A l'instar des données personnelles, les données d'une entreprise peuvent-elles bénéficier d'une protection juridique ? Sur ce point, Yves Blouin, responsable juridique de la Fédération des Industries Mécaniques (FIM), se montre prudent : « peut-être que personne n'est propriétaire des données. C'est une question qu'on nous pose souvent en tant que juristes, or la notion de propriété d'un actif immatériel n'existe que dans des cas reconnus par le droit, comme pour les logiciels. Mais les logiciels ne sont pas les données. Il en va de même avec les bases de données, protégées par des réglementations européennes et françaises : là encore, ce sont les bases, pas les données qui sont concernées. La protection repose davantage sur le secret des affaires, un texte essentiel à mon sens. » Pour mieux protéger les intérêts des entreprises, il se prononce également en faveur d'une directive européenne axée sur la notion de souveraineté numérique, en particulier « si l'on considère le nombre d'applications conçues par des sociétés américaines, qui ne respectent pas les conditions en matière d'usage des données personnelles. »
PublicitéUne exploitation responsable des données
Dans le secteur privé, un autre sujet soulève l'inquiétude : les conditions du partage des données. Gaël Bouquet, directeur juridique du Comité des Constructeurs Français d'Automobiles (CCFA) et Yves Blouin ont partagé leur point de vue de juristes sur les questions de propriété et d'ouverture des données. « Derrière les différents enjeux évoqués, il s'agit avant tout d'assurer une exploitation responsable des données », estime Gaël Bouquet. « Certains secteurs, comme le nôtre, sont soumis à de nombreuses obligations. Il est possible de partager les données, mais pas n'importe comment. »

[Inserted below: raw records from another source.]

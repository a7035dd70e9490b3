//! The four-stage classification pipeline: relevance, research, technical
//! analysis, journalistic rewrite. Stages run strictly in order and a later
//! stage never executes after a stop; a failed model call degrades that one
//! stage to a marked placeholder instead of aborting the item.

use std::sync::Arc;
use std::time::Duration;

use chrono::Utc;
use tracing::{info, warn};

use nb_core::{
    AnalysisResult, LanguageModel, NewsStore, ProcessingState, Result,
};

use crate::prompts;
use crate::rules::veto_category;

const RELEVANCE_MAX_TOKENS: u32 = 200;
const RELEVANCE_TEMPERATURE: f32 = 0.1;
const RESEARCH_MAX_TOKENS: u32 = 1500;
const RESEARCH_TEMPERATURE: f32 = 0.3;
const ANALYSIS_MAX_TOKENS: u32 = 2000;
const ANALYSIS_TEMPERATURE: f32 = 0.3;
const REWRITE_MAX_TOKENS: u32 = 2000;
const REWRITE_TEMPERATURE: f32 = 0.4;

/// Placeholder prefixes substituted when a stage's model call fails. The
/// fixed literal lets an operator tell degraded output from genuine text.
const RELEVANCE_FAILED: &str = "relevance check failed";
const RESEARCH_FAILED: &str = "research failed";
const ANALYSIS_FAILED: &str = "technical analysis failed";
const REWRITE_FAILED: &str = "journalistic rewrite failed";

/// Research quality gate: phrases a substantive, sourced answer contains.
const CITATION_MARKERS: &[&str] = &[
    "מקורות שנמצאו",
    "לפי דיווח",
    "על פי",
    "מתוך כתבה",
    "הצהרה של",
    "לדברי",
    "בעיתון",
    "באתר",
];
const NOTHING_FOUND_MARKER: &str = "לא מצאתי";
const MIN_RESEARCH_CHARS: usize = 150;

/// A research result passes iff it cites at least one source phrase, is
/// long enough to be substantive, and does not declare that nothing was
/// found.
pub fn research_passes_gate(result: &str) -> bool {
    let has_sources = CITATION_MARKERS.iter().any(|m| result.contains(m));
    has_sources
        && result.chars().count() >= MIN_RESEARCH_CHARS
        && !result.contains(NOTHING_FOUND_MARKER)
}

#[derive(Debug, Clone)]
pub struct PipelineConfig {
    /// Politeness pause between successive stage calls.
    pub stage_delay: Duration,
    /// Politeness pause between successive items in a batch.
    pub item_delay: Duration,
    /// Article content is capped at this many characters per prompt.
    pub content_cap: usize,
    /// Initial-summary cap handed to the research stage.
    pub summary_cap: usize,
}

impl Default for PipelineConfig {
    fn default() -> Self {
        Self {
            stage_delay: Duration::from_secs(1),
            item_delay: Duration::from_secs(2),
            content_cap: 2000,
            summary_cap: 500,
        }
    }
}

/// Counters for one classification batch.
#[derive(Debug, Default)]
pub struct BatchReport {
    pub processed: usize,
    pub relevant: usize,
    pub not_relevant: usize,
}

pub struct Pipeline {
    model: Arc<dyn LanguageModel>,
    config: PipelineConfig,
}

fn truncate_chars(text: &str, max: usize) -> &str {
    match text.char_indices().nth(max) {
        Some((idx, _)) => &text[..idx],
        None => text,
    }
}

impl Pipeline {
    pub fn new(model: Arc<dyn LanguageModel>, config: PipelineConfig) -> Self {
        Self { model, config }
    }

    async fn pause(&self, delay: Duration) {
        if !delay.is_zero() {
            tokio::time::sleep(delay).await;
        }
    }

    /// Stage 1. A model failure defaults to relevant: the veto is the only
    /// thing that stops an item, and a broken call must not silently drop
    /// coverage.
    async fn check_relevance(&self, title: &str, content: &str) -> (bool, String) {
        let prompt = prompts::relevance(title, truncate_chars(content, self.config.content_cap));
        match self
            .model
            .complete(&prompt, RELEVANCE_MAX_TOKENS, RELEVANCE_TEMPERATURE)
            .await
        {
            Ok(response) => match veto_category(&response) {
                Some(category) => {
                    info!(?category, "relevance veto");
                    (false, response)
                }
                None => (true, response),
            },
            Err(e) => {
                warn!(error = %e, "relevance stage failed");
                (true, format!("{}: {}", RELEVANCE_FAILED, e))
            }
        }
    }

    /// Stage 2 with the quality gate: exactly one retry with an intensified
    /// prompt, and the retry's result is accepted unconditionally.
    async fn research(&self, topic: &str, summary: &str) -> String {
        let prompt = prompts::research(topic, summary);
        let first = match self
            .model
            .complete(&prompt, RESEARCH_MAX_TOKENS, RESEARCH_TEMPERATURE)
            .await
        {
            Ok(result) => result,
            Err(e) => {
                warn!(error = %e, "research stage failed");
                return format!("{}: {}", RESEARCH_FAILED, e);
            }
        };

        if research_passes_gate(&first) {
            return first;
        }

        warn!("research quality low, retrying once");
        match self
            .model
            .complete(
                &prompts::research_retry(topic),
                RESEARCH_MAX_TOKENS,
                RESEARCH_TEMPERATURE,
            )
            .await
        {
            Ok(result) => result,
            Err(e) => {
                warn!(error = %e, "research retry failed");
                format!("{}: {}", RESEARCH_FAILED, e)
            }
        }
    }

    async fn technical_analysis(&self, content: &str, findings: &str) -> String {
        let prompt = prompts::technical_analysis(
            truncate_chars(content, self.config.content_cap),
            findings,
        );
        match self
            .model
            .complete(&prompt, ANALYSIS_MAX_TOKENS, ANALYSIS_TEMPERATURE)
            .await
        {
            Ok(result) => result,
            Err(e) => {
                warn!(error = %e, "technical analysis stage failed");
                format!("{}: {}", ANALYSIS_FAILED, e)
            }
        }
    }

    async fn journalistic_rewrite(&self, analysis: &str) -> String {
        let prompt = prompts::journalistic_rewrite(analysis);
        match self
            .model
            .complete(&prompt, REWRITE_MAX_TOKENS, REWRITE_TEMPERATURE)
            .await
        {
            Ok(result) => result,
            Err(e) => {
                warn!(error = %e, "journalistic rewrite stage failed");
                format!("{}: {}", REWRITE_FAILED, e)
            }
        }
    }

    /// Run all four stages over one item's title and cleaned content.
    /// Always produces a result, possibly with placeholder stage text.
    pub async fn analyze(&self, title: &str, content: &str) -> AnalysisResult {
        info!(title = %truncate_chars(title, 50), "stage 1: relevance");
        let (is_relevant, relevance_reason) = self.check_relevance(title, content).await;

        if !is_relevant {
            info!("item not relevant, pipeline halts");
            return AnalysisResult {
                is_relevant: false,
                relevance_reason,
                research_findings: None,
                technical_analysis: None,
                final_article: None,
                model_used: self.model.name().to_string(),
                processed_at: Utc::now(),
            };
        }

        self.pause(self.config.stage_delay).await;
        info!("stage 2: research");
        let findings = self
            .research(title, truncate_chars(content, self.config.summary_cap))
            .await;

        self.pause(self.config.stage_delay).await;
        info!("stage 3: technical analysis");
        let analysis = self.technical_analysis(content, &findings).await;

        self.pause(self.config.stage_delay).await;
        info!("stage 4: journalistic rewrite");
        let article = self.journalistic_rewrite(&analysis).await;

        AnalysisResult {
            is_relevant: true,
            relevance_reason,
            research_findings: Some(findings),
            technical_analysis: Some(analysis),
            final_article: Some(article),
            model_used: self.model.name().to_string(),
            processed_at: Utc::now(),
        }
    }

    /// Process the store's unprocessed backlog, oldest first. Each item's
    /// state transition and analysis persist atomically and independently;
    /// an interrupted batch leaves completed items valid.
    pub async fn process_batch(
        &self,
        store: &dyn NewsStore,
        limit: Option<usize>,
    ) -> Result<BatchReport> {
        let mut items = store.list_unprocessed().await?;
        if let Some(limit) = limit {
            items.truncate(limit);
        }
        info!(count = items.len(), "processing unprocessed items");

        let mut report = BatchReport::default();
        let total = items.len();
        for (index, item) in items.iter().enumerate() {
            let Some(id) = item.id else {
                warn!(title = %item.title, "unprocessed item without id, skipping");
                continue;
            };

            let result = self.analyze(&item.title, &item.clean_content).await;
            let state = if result.is_relevant {
                report.relevant += 1;
                ProcessingState::Relevant
            } else {
                report.not_relevant += 1;
                ProcessingState::NotRelevant
            };
            store.mark_processed(id, state, &result).await?;
            report.processed += 1;

            if index + 1 < total {
                self.pause(self.config.item_delay).await;
            }
        }

        info!(
            processed = report.processed,
            relevant = report.relevant,
            not_relevant = report.not_relevant,
            "batch complete"
        );
        Ok(report)
    }
}
use std::sync::Arc;

use nb_core::{Error, NewsStore, Result};

pub mod backends;

pub use backends::*;

/// Build a store from its CLI name. Backend choice is configuration, not
/// logic: everything upstream only sees `dyn NewsStore`.
pub async fn create_store(kind: &str, db_path: Option<&str>) -> Result<Arc<dyn NewsStore>> {
    match kind {
        "memory" => Ok(Arc::new(MemoryStore::new())),
        #[cfg(feature = "sqlite")]
        "sqlite" => {
            let path = std::path::Path::new(db_path.unwrap_or("rotter_news.db"));
            Ok(Arc::new(SqliteStore::open(path).await?))
        }
        other => Err(Error::Storage(format!(
            "unknown storage backend: {}",
            other
        ))),
    }
}
pub mod error;
pub mod fetch;
pub mod model;
pub mod store;
pub mod types;

pub use error::Error;
pub use error::Result;
pub use fetch::PageFetcher;
pub use model::LanguageModel;
pub use store::NewsStore;
pub use types::{AnalysisResult, NewsItem, ProcessingState, StoreStats};
//! Normalization of extracted article text before storage.
//!
//! The cleaner guarantees two things: output is never empty (a fixed
//! placeholder substitutes for nothing-left) and never longer than
//! `MAX_CLEAN_CHARS` plus the ellipsis marker.

use lazy_static::lazy_static;
use regex::Regex;

use crate::filters::is_navigation;

pub const MAX_CLEAN_CHARS: usize = 1000;
pub const ELLIPSIS: &str = "...";
/// Substituted when cleaning leaves nothing usable.
pub const EMPTY_PLACEHOLDER: &str = "תוכן זמין בקישור המקורי";

/// Lines shorter than this carry no article prose.
const MIN_MEANINGFUL_CHARS: usize = 10;

/// Boilerplate phrase runs: each pattern removes from its anchor phrase
/// through a bounded run or to end of line.
const BOILERPLATE_PATTERNS: &[&str] = &[
    r"בחר פורום[\s\S]*?סקופים",
    r"נושא #\d+",
    r"ערכתי לאחרונה[^\n]*",
    r"חבר מתאריך[\s\S]*?ראה משוב",
    r"יום [^\n]*תשפ[^\n]*",
    "מנהל[\\s\\S]*?צל\"ש",
    r"ביקורת תקשורת[^\n]*",
    r"עיתונות זרה[^\n]*",
    r"הפורום האקסקלוסיבי[^\n]*",
    r"ביטקוין ומטבעות קריפטו[^\n]*",
    r"כושר ופיתוח גוף[^\n]*",
];

lazy_static! {
    static ref BOILERPLATE_RES: Vec<Regex> = BOILERPLATE_PATTERNS
        .iter()
        .map(|p| Regex::new(p).unwrap())
        .collect();
    static ref URL_RE: Regex = Regex::new(r"https?://\S+").unwrap();
    static ref EXCESS_NEWLINES_RE: Regex = Regex::new(r"\n{3,}").unwrap();
    static ref BARE_TIME_RE: Regex = Regex::new(r"^\d{2}:\d{2}$").unwrap();
    static ref BARE_DATE_RE: Regex = Regex::new(r"^\d{2}\.\d{2}\.\d{2}$").unwrap();
    static ref HEBREW_WORD_RE: Regex = Regex::new(r"^[א-ת]+$").unwrap();
    static ref PUNCTUATION_RE: Regex = Regex::new(r#"^[,'"]+$"#).unwrap();
    static ref SEPARATOR_LINE_RE: Regex = Regex::new(r"^\s*[-=]+\s*$").unwrap();
}

fn keep_line(line: &str) -> bool {
    let trimmed = line.trim();
    if trimmed.chars().count() < MIN_MEANINGFUL_CHARS {
        return false;
    }
    if is_navigation(trimmed) {
        return false;
    }
    // Bare time/date tokens, single Hebrew words and pure punctuation are
    // leftover forum chrome.
    if BARE_TIME_RE.is_match(trimmed)
        || BARE_DATE_RE.is_match(trimmed)
        || HEBREW_WORD_RE.is_match(trimmed)
        || PUNCTUATION_RE.is_match(trimmed)
    {
        return false;
    }
    true
}

fn truncate_chars(text: &str, max: usize) -> &str {
    match text.char_indices().nth(max) {
        Some((idx, _)) => &text[..idx],
        None => text,
    }
}

/// Clean raw extracted body text for storage and display.
pub fn clean_content(raw: &str) -> String {
    let mut text = raw.to_string();
    for re in BOILERPLATE_RES.iter() {
        text = re.replace_all(&text, "").into_owned();
    }
    text = URL_RE.replace_all(&text, "").into_owned();
    text = EXCESS_NEWLINES_RE.replace_all(&text, "\n\n").into_owned();

    let mut lines: Vec<&str> = text.lines().filter(|l| keep_line(l)).collect();
    while lines.first().map_or(false, |l| SEPARATOR_LINE_RE.is_match(l)) {
        lines.remove(0);
    }
    while lines.last().map_or(false, |l| SEPARATOR_LINE_RE.is_match(l)) {
        lines.pop();
    }

    let joined = lines.join("\n");
    let mut cleaned = EXCESS_NEWLINES_RE
        .replace_all(joined.trim(), "\n\n")
        .into_owned();

    if cleaned.chars().count() > MAX_CLEAN_CHARS {
        cleaned = format!("{}{}", truncate_chars(&cleaned, MAX_CLEAN_CHARS), ELLIPSIS);
    }

    if cleaned.is_empty() {
        EMPTY_PLACEHOLDER.to_string()
    } else {
        cleaned
    }
}

#[cfg(test)]
mod tests {
    use super::*;

    const SENTENCE: &str = "שר האוצר הציג הבוקר את תקציב המדינה המעודכן לשנה הקרובה";

    #[test]
    fn test_never_empty() {
        assert_eq!(clean_content(""), EMPTY_PLACEHOLDER);
        assert_eq!(clean_content("קצר"), EMPTY_PLACEHOLDER);
    }

    #[test]
    fn test_length_bound() {
        let long_input = format!("{}\n", SENTENCE).repeat(100);
        let cleaned = clean_content(&long_input);
        assert!(cleaned.chars().count() <= MAX_CLEAN_CHARS + ELLIPSIS.chars().count());
        assert!(cleaned.ends_with(ELLIPSIS));
    }

    #[test]
    fn test_short_input_not_truncated() {
        let cleaned = clean_content(SENTENCE);
        assert_eq!(cleaned, SENTENCE);
    }

    #[test]
    fn test_urls_removed() {
        let input = format!("{} https://example.com/some/path\n{}", SENTENCE, SENTENCE);
        let cleaned = clean_content(&input);
        assert!(!cleaned.contains("https://"));
    }

    #[test]
    fn test_bare_tokens_dropped() {
        let input = format!("09:39\n22.08.25\nמילה\n,,''\n{}", SENTENCE);
        assert_eq!(clean_content(&input), SENTENCE);
    }

    #[test]
    fn test_navigation_lines_dropped() {
        let input = format!("אל לובי הפורומים של האתר\n{}", SENTENCE);
        assert_eq!(clean_content(&input), SENTENCE);
    }

    #[test]
    fn test_excess_newlines_collapsed() {
        let input = format!("{}\n\n\n\n{}", SENTENCE, SENTENCE);
        let cleaned = clean_content(&input);
        assert!(!cleaned.contains("\n\n\n"));
    }
}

Les deux juristes ont rappelé à juste titre que beaucoup des données collectées par les entreprises sont sensibles, sans forcément être des données à caractère personnel : données financières, de production, données issues de capteurs... « Typiquement, la géolocalisation croisée avec la vitesse permet de caractériser des infractions : ces données agrégées ne peuvent pas être partagées avec tout un chacun, et il revient au constructeur d'en assurer l'intégrité », illustre Gaël Bouquet. Pour lui, la question du partage est étroitement liée à celle de la finalité des projets. « Quand ceux-ci relèvent de l'intérêt général, comme assurer la fluidité du trafic, diminuer l'empreinte carbone ou augmenter la sécurité et réduisant les accidents, le partage n'est pas un sujet. Ce qui catalyse les débats, c'est quand il s'agit de développer des services de nature économique : maintenance, assurance comportementale... Dans ce cas se pose la question de l'équité concurrentielle entre les différents acteurs du marché. »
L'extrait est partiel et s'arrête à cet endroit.